- All items CPI rose 0.2% on month-over-month basis in July with the year-over-year rate holding steady at 2.9%
- Energy prices dipped slightly lower from June but were still up 12% from a year ago — little changed from the annual increase in June.
- Year-over-year food price growth held steady at 1.4%.
- Core (ex-food & energy) prices rose 0.2% on a month-over-month basis. That was enough to push the year-over-year rate up to a new cycle high of 2.4% in July.
U.S. CPI growth continued to firm in July. The headline year-over-year rate held steady at 2.9% — and is still being boosted by higher energy prices which were still up 12% from a year ago despite a monthly dip.
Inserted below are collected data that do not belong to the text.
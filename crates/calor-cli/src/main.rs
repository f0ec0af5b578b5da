//! Calor CLI: run, generate and verify heat diffusion simulations.
//!
//! # Commands
//!
//! - `calor run <input.json>` - simulate and write the final state
//! - `calor generate --n 64` - write a random input grid
//! - `calor verify <input.json>` - compare a device run with the host reference
//! - `calor devices` - list platforms and devices
//!
//! # Examples
//!
//! ```bash
//! calor generate --n 128 --seed 7 -o grid.json
//! calor run grid.json --steps 500 -o result.json -vv
//! CALOR_DEVICE=1 calor verify grid.json
//! ```

use std::path::PathBuf;
use std::process::ExitCode;

use calor_engine::RunError;
use clap::{Parser, Subcommand};
use tracing_subscriber::EnvFilter;

mod commands;
mod io;

use commands::HostArgs;

/// Grid-parallel explicit heat diffusion
#[derive(Parser)]
#[command(name = "calor")]
#[command(author, version, about, long_about = None)]
#[command(propagate_version = true)]
struct Cli {
    /// More log output (-v info, -vv debug with grid dumps, -vvv trace)
    #[arg(short, long, global = true, action = clap::ArgAction::Count)]
    verbose: u8,

    /// Suppress all log output except errors
    #[arg(short, long, global = true)]
    quiet: bool,

    #[command(subcommand)]
    command: Commands,
}

#[derive(Subcommand)]
enum Commands {
    /// Simulate an input grid and write the final temperatures
    Run {
        /// Input JSON file, or - for stdin
        input: PathBuf,

        /// Output JSON file (default: stdout)
        #[arg(short, long)]
        output: Option<PathBuf>,

        /// Print phase timings to stderr
        #[arg(long)]
        metrics: bool,

        #[command(flatten)]
        host: HostArgs,
    },

    /// Write a random input grid
    Generate {
        /// Grid dimension
        #[arg(long, default_value_t = 64)]
        n: usize,

        /// RNG seed
        #[arg(long, default_value_t = 0)]
        seed: u64,

        /// Diffusion rate
        #[arg(long, default_value_t = calor_engine::puzzle::DEFAULT_ALPHA)]
        alpha: f32,

        /// Output JSON file (default: stdout)
        #[arg(short, long)]
        output: Option<PathBuf>,
    },

    /// Run on the selected device and the host reference and compare
    Verify {
        /// Input JSON file, or - for stdin
        input: PathBuf,

        /// Largest accepted per-cell difference
        #[arg(long, default_value_t = 0.0)]
        tolerance: f32,

        #[command(flatten)]
        host: HostArgs,
    },

    /// List platforms and devices
    Devices {
        #[command(flatten)]
        host: HostArgs,
    },
}

fn setup_logging(verbose: u8, quiet: bool) {
    let level = if quiet {
        "error"
    } else {
        match verbose {
            0 => "warn",
            1 => "info",
            2 => "debug",
            _ => "trace",
        }
    };
    let filter = EnvFilter::try_from_default_env().unwrap_or_else(|_| EnvFilter::new(level));

    tracing_subscriber::fmt()
        .with_env_filter(filter)
        .with_writer(std::io::stderr)
        .with_target(false)
        .without_time()
        .init();
}

fn main() -> ExitCode {
    let cli = Cli::parse();
    setup_logging(cli.verbose, cli.quiet);

    let result = match cli.command {
        Commands::Run {
            input,
            output,
            metrics,
            host,
        } => commands::run(&host, &input, output.as_deref(), metrics),
        Commands::Generate {
            n,
            seed,
            alpha,
            output,
        } => commands::generate(n, seed, alpha, output.as_deref()),
        Commands::Verify {
            input,
            tolerance,
            host,
        } => commands::verify(&host, &input, tolerance),
        Commands::Devices { host } => commands::devices(&host),
    };

    match result {
        Ok(()) => ExitCode::SUCCESS,
        Err(e) => {
            match e.downcast_ref::<RunError>() {
                Some(run) => eprintln!("fatal: {} failed: {run}", run.stage()),
                None => eprintln!("fatal: {e}"),
            }
            ExitCode::FAILURE
        }
    }
}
Growth in the core (ex-food & energy) measure ticked modestly higher on a year-over-year basis for a third straight month, inching up to a new post-recession high at 2.4%. Shelter price growth bounced back as expected to a 0.3% month-over-month rate after a 0.1% increase in June. A 2.7% monthly jump in airline fares could be related to higher energy prices although prices were still below year-ago levels in July.
To be sure, there is still little evidence that inflation is at risk of coming seriously unhinged on the upside in the near-term. The firming at rates slightly above the Fed’s stated 2% inflation objective, though, coupled with strong labour market and GDP data should only reinforce expectations that policymakers will continue to push interest rates gradually higher.